╭──

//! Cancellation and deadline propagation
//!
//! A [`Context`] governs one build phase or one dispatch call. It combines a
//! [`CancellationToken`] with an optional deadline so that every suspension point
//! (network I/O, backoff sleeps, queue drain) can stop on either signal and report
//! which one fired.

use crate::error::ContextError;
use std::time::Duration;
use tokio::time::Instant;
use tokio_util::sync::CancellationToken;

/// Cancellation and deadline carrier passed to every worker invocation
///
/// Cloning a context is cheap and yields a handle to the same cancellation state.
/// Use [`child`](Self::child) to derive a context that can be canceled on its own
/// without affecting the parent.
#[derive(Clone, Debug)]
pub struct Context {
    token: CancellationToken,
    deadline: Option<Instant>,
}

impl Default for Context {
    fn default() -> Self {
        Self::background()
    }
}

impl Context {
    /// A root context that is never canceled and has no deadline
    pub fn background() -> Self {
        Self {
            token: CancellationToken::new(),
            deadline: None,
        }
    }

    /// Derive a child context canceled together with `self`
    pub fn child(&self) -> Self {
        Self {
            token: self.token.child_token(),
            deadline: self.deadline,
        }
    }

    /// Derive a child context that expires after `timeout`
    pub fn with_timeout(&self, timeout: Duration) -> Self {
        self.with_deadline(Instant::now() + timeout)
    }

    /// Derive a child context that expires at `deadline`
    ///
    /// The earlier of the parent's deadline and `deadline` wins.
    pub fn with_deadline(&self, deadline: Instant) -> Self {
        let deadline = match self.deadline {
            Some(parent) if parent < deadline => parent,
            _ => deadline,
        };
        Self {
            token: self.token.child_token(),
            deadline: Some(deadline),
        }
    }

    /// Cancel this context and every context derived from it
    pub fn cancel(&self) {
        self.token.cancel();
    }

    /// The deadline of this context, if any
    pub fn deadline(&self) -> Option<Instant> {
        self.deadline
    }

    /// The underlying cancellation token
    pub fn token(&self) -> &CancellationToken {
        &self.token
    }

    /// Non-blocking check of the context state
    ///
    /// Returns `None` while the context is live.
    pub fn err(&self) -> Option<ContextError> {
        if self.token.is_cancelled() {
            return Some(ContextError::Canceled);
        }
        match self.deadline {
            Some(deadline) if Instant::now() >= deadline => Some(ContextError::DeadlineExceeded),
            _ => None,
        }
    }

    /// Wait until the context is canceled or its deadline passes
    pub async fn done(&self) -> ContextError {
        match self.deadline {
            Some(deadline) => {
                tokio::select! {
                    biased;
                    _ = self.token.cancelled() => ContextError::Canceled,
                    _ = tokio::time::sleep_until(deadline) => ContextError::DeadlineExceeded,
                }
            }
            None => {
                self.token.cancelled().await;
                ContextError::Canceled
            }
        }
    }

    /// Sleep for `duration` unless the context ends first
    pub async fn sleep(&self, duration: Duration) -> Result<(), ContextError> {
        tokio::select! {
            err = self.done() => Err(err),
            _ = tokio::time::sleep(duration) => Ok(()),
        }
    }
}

╰──

- What the task requires: Where the string "background" occurs in a line of the listing above, count that line, then report the total and nothing else.

- Expected answer: 2